→ ABOUT THIS EXERCISE
Report the number of lines in the entries below that include the word "levels", and nothing else.

→ DATASET RECORDS
+---+

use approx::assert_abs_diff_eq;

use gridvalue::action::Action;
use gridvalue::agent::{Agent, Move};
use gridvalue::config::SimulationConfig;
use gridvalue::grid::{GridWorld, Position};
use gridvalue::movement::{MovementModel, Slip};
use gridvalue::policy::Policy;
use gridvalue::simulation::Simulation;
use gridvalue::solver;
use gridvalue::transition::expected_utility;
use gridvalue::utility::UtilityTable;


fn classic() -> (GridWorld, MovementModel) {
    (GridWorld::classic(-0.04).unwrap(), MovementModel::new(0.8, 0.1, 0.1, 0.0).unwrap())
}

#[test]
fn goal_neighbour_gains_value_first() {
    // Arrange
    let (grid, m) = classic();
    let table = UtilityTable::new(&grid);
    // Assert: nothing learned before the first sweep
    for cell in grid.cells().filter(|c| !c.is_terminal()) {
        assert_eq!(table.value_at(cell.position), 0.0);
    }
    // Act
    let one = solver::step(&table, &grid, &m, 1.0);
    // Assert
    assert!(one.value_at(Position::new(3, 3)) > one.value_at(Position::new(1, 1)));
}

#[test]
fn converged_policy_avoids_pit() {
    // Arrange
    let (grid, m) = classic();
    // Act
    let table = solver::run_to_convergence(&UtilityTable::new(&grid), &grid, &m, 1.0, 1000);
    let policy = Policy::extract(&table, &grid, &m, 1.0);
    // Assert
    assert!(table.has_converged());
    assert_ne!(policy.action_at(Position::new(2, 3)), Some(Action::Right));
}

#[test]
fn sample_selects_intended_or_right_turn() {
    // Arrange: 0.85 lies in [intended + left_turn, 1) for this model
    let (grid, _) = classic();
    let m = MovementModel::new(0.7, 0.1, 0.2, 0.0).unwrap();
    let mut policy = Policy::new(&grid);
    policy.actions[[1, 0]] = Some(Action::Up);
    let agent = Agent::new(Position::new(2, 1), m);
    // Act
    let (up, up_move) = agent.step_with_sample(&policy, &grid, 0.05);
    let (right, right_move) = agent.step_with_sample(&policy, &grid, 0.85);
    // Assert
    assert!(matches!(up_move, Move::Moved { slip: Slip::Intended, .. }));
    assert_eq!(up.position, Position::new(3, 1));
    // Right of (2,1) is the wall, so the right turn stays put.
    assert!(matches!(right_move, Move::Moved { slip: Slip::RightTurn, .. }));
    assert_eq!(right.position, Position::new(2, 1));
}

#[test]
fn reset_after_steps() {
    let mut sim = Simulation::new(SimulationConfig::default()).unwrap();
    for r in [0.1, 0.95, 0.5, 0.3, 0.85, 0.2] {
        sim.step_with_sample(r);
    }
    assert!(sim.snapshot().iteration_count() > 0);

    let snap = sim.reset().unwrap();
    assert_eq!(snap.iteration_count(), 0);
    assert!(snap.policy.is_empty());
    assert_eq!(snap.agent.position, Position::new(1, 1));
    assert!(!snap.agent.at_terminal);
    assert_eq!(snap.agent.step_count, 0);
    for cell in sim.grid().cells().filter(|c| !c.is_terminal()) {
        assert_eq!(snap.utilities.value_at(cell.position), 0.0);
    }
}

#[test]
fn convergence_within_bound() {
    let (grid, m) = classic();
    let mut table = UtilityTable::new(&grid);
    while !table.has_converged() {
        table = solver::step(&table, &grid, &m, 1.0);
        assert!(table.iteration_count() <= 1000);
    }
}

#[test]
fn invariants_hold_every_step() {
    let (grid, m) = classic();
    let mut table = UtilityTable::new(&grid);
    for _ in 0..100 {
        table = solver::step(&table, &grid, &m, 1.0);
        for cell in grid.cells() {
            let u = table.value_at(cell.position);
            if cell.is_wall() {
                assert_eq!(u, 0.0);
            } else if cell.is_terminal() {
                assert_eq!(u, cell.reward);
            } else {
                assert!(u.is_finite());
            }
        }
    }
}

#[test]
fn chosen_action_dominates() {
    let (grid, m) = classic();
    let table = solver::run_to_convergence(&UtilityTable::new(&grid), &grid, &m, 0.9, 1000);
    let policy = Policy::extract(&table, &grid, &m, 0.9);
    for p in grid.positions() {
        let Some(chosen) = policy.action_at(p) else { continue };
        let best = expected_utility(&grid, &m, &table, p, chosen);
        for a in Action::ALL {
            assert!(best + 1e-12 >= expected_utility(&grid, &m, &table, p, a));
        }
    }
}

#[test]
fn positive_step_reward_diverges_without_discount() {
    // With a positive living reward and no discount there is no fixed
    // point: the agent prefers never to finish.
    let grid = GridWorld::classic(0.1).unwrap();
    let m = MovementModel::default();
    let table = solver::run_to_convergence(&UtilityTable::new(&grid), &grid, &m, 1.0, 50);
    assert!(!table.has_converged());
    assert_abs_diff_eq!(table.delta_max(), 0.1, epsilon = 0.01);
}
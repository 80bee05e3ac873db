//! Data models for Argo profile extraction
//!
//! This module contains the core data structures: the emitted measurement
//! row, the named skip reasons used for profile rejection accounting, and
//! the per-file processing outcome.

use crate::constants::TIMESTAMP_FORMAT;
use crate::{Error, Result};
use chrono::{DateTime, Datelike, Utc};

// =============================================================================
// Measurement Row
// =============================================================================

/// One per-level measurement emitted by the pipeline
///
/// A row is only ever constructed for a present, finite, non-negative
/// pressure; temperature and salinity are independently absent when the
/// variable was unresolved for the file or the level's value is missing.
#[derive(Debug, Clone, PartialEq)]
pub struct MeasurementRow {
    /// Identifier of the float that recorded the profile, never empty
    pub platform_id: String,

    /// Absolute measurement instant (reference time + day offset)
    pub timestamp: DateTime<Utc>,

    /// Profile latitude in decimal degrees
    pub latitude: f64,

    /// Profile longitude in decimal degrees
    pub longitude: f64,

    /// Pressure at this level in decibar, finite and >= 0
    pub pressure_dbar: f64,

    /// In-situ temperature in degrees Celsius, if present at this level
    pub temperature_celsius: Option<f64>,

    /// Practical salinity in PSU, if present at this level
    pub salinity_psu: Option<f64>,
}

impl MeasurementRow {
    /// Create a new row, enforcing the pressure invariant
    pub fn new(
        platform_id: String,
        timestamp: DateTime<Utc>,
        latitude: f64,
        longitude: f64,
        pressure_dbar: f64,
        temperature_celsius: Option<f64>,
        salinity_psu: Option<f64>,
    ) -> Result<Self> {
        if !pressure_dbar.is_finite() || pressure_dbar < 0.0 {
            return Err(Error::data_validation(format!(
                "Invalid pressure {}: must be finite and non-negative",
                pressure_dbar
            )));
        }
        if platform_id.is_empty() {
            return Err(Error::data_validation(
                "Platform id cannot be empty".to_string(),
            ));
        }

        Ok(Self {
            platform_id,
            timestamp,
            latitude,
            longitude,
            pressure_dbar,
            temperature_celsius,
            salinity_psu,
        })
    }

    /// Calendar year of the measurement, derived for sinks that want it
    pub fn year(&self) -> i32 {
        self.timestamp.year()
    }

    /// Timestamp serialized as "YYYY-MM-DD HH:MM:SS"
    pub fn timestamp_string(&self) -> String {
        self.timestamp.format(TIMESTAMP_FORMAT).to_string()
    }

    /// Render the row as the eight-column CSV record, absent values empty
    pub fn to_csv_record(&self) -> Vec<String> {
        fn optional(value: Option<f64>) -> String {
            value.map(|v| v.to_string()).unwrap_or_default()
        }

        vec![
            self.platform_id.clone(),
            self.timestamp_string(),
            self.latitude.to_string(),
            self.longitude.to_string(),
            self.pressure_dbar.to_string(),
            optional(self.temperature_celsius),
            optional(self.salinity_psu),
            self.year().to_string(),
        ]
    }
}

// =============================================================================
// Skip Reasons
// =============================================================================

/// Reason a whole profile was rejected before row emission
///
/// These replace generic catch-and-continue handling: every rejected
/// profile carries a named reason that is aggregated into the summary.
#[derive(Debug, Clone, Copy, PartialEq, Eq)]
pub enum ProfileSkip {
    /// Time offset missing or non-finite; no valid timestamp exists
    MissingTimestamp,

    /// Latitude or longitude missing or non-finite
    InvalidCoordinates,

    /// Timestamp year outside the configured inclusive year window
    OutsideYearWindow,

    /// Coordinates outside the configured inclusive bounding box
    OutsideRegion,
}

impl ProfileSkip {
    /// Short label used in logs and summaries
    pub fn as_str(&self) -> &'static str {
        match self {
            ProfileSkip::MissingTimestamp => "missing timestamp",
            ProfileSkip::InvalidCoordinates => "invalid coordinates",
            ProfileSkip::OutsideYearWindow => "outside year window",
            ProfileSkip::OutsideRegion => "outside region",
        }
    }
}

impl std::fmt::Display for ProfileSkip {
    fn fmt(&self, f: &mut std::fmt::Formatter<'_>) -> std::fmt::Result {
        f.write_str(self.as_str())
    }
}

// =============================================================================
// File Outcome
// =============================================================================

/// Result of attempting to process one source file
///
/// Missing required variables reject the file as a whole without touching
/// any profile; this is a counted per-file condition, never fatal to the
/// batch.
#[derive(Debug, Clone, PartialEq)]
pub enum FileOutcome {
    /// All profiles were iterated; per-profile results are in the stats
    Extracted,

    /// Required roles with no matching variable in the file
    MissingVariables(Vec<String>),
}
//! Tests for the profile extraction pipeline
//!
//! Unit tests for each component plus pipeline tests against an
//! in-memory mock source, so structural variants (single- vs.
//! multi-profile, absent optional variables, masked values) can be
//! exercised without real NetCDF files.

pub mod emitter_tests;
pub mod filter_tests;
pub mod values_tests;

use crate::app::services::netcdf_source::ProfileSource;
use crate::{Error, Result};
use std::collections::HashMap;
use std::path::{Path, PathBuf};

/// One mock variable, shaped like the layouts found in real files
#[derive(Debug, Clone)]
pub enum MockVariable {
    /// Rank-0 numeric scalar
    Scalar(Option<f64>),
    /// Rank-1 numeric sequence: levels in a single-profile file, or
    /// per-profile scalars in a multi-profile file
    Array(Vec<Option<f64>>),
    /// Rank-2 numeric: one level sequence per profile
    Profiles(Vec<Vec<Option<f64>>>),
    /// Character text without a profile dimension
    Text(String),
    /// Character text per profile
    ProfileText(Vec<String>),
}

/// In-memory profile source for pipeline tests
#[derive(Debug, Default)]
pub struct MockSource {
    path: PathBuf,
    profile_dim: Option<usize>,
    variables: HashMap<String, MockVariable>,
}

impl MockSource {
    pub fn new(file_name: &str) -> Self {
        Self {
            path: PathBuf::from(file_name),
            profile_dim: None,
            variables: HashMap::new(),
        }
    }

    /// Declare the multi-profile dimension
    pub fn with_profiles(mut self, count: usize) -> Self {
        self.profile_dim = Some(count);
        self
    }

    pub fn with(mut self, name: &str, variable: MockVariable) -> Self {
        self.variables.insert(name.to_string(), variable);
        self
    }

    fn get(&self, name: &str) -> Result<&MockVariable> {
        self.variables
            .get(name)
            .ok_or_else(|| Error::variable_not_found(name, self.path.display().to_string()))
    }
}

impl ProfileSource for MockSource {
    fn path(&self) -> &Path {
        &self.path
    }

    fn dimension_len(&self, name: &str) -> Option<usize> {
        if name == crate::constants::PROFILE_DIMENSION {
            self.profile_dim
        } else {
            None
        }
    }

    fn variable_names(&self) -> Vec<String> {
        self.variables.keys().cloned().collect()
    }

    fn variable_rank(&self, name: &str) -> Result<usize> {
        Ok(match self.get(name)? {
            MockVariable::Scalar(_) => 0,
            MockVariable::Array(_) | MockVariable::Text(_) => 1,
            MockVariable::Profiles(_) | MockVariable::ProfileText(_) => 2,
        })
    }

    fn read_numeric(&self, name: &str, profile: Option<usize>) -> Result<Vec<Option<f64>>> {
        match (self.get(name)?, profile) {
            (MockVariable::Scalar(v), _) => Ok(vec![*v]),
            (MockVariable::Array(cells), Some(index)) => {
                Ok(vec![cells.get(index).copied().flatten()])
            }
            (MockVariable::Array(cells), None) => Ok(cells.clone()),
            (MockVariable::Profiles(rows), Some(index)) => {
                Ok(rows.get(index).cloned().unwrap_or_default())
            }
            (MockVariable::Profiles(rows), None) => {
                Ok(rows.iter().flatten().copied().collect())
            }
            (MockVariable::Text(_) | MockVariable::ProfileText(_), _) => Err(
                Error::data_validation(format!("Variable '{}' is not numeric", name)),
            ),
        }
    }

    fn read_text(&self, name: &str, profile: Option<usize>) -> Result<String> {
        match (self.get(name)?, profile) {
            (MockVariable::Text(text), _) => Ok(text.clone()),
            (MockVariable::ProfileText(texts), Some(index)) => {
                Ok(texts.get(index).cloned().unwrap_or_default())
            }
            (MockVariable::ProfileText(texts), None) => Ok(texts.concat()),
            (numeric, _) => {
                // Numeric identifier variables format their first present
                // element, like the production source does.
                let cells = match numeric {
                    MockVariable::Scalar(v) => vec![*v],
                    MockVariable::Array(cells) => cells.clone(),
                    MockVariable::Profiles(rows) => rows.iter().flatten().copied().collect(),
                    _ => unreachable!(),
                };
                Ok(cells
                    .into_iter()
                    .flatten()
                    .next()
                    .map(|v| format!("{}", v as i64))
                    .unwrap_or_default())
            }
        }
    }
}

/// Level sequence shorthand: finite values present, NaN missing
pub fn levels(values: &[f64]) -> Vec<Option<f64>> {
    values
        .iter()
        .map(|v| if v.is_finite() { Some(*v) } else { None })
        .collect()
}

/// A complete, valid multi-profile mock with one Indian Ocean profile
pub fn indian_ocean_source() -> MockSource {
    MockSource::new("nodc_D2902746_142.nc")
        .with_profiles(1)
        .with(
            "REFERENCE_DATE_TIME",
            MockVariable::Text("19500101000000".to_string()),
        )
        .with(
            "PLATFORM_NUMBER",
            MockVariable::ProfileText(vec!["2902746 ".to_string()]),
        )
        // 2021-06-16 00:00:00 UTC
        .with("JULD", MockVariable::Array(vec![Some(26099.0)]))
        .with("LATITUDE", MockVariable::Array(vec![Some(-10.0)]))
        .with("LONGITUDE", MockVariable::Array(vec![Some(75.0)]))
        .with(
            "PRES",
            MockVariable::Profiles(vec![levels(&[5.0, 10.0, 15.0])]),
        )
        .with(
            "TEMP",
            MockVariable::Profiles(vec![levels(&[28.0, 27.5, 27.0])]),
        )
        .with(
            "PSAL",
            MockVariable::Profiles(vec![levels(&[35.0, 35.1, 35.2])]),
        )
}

+---+

→ RESULT FOR THIS TASK
5